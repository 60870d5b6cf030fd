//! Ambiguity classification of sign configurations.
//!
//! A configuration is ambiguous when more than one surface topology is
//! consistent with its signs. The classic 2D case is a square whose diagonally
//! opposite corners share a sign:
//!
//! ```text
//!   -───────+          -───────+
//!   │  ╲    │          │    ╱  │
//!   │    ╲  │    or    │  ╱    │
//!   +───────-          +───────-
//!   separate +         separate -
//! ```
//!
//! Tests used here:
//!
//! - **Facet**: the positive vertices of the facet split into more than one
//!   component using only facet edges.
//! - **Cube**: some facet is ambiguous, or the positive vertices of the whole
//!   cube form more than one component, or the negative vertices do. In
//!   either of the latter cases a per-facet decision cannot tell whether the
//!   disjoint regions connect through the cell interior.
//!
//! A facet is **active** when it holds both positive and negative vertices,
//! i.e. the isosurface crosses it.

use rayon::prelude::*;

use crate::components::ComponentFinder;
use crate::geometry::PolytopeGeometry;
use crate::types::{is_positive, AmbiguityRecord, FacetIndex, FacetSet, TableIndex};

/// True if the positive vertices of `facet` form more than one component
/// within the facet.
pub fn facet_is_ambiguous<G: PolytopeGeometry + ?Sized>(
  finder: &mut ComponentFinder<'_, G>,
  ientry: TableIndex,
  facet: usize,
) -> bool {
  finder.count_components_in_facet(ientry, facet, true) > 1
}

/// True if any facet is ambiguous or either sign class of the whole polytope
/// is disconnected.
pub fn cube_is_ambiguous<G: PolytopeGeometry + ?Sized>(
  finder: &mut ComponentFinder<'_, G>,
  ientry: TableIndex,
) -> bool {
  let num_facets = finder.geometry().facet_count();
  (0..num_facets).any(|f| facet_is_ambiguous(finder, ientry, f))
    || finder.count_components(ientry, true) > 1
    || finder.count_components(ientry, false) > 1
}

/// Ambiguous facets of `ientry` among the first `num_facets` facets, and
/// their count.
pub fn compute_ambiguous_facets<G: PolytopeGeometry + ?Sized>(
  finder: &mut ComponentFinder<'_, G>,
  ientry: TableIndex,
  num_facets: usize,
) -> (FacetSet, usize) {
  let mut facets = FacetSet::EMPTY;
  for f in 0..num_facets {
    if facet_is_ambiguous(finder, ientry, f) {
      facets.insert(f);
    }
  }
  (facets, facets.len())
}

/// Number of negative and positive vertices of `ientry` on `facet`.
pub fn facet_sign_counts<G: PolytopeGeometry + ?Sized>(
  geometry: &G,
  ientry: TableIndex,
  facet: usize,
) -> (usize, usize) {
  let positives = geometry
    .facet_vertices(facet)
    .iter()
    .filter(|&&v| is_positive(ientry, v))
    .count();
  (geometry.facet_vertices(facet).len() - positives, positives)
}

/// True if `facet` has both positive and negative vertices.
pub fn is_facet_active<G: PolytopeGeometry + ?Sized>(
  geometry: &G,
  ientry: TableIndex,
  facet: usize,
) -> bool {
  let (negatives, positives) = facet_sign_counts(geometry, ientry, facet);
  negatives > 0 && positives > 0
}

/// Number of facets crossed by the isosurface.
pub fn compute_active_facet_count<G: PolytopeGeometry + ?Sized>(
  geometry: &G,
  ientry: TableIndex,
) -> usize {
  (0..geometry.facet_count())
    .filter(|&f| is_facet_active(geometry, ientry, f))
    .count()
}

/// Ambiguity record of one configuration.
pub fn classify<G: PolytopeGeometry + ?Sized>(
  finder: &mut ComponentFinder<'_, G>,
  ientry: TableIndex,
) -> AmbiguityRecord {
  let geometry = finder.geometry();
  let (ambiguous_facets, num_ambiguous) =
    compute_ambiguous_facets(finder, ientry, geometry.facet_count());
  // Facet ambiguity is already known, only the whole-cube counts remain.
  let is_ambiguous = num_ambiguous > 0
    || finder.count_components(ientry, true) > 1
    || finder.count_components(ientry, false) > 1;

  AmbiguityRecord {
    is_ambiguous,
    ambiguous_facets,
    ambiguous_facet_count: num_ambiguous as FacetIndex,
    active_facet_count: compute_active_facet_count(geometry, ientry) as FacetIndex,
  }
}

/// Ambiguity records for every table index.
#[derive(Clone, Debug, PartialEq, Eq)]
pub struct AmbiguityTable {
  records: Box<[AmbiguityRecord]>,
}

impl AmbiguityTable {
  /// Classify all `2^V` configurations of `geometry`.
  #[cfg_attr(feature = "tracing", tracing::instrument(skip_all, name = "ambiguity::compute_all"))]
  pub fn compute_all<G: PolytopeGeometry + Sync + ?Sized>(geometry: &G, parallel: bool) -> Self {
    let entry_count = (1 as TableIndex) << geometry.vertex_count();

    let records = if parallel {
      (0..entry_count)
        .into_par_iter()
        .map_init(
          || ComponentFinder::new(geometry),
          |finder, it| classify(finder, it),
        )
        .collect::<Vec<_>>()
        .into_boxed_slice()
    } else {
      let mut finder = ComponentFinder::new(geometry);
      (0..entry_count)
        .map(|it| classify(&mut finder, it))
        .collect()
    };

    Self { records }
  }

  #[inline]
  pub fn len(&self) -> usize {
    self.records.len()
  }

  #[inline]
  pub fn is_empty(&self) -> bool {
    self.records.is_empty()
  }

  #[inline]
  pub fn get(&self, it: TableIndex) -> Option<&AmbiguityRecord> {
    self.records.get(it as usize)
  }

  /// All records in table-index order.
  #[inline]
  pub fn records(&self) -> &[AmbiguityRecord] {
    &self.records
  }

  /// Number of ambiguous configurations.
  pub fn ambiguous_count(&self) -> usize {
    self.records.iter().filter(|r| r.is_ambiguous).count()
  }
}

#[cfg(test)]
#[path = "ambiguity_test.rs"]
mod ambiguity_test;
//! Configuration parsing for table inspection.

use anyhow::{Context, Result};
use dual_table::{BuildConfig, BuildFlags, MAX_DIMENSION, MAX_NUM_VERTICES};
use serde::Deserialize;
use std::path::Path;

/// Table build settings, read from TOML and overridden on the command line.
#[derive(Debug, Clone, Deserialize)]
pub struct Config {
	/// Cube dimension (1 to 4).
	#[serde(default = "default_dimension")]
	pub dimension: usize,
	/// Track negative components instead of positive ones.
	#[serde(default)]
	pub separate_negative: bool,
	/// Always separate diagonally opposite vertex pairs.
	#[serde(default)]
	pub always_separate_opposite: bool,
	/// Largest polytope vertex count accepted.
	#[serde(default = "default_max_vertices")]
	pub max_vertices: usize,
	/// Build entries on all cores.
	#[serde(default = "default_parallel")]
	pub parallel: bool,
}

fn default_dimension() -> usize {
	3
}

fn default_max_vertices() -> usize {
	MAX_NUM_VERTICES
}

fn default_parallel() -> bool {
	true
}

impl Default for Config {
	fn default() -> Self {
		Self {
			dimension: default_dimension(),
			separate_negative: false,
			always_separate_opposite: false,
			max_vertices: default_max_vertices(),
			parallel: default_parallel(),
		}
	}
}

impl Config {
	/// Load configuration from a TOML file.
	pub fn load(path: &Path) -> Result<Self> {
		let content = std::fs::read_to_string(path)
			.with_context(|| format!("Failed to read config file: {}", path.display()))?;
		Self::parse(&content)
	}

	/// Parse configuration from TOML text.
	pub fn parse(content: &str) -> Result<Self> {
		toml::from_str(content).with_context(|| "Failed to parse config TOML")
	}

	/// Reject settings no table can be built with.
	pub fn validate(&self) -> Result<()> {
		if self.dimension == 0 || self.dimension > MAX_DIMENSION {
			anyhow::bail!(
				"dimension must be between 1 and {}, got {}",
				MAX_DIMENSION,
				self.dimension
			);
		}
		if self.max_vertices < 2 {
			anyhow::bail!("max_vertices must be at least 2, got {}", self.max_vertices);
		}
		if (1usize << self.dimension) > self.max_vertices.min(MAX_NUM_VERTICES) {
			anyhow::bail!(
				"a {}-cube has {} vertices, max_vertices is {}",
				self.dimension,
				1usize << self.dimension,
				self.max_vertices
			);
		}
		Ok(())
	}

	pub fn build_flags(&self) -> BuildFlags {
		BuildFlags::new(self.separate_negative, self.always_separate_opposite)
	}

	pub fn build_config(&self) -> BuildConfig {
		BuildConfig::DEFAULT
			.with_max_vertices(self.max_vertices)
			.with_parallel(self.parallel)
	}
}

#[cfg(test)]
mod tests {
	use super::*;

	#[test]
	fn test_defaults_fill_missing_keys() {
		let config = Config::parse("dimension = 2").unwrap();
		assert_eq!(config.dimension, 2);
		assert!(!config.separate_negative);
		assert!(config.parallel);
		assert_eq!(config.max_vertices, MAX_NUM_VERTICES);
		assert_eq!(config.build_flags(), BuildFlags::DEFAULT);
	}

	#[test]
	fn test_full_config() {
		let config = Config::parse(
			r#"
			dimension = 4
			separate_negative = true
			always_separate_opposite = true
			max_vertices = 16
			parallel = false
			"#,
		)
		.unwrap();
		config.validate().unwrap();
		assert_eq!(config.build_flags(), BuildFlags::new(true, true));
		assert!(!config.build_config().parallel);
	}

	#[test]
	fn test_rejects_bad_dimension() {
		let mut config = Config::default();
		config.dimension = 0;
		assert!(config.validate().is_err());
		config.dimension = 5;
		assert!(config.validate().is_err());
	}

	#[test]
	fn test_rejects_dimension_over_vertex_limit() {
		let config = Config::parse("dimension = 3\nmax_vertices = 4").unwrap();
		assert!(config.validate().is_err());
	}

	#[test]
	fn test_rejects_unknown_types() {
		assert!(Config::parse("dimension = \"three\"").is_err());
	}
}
:::::
# Brief
Output exactly the lines of the material above from the one containing "-> (FacetSet, usize)" up to and including the one containing "pub fn facet_sign_counts<G: PolytopeGeometry".

# Your response
) -> (FacetSet, usize) {
  let mut facets = FacetSet::EMPTY;
  for f in 0..num_facets {
    if facet_is_ambiguous(finder, ientry, f) {
      facets.insert(f);
    }
  }
  (facets, facets.len())
}

/// Number of negative and positive vertices of `ientry` on `facet`.
pub fn facet_sign_counts<G: PolytopeGeometry + ?Sized>(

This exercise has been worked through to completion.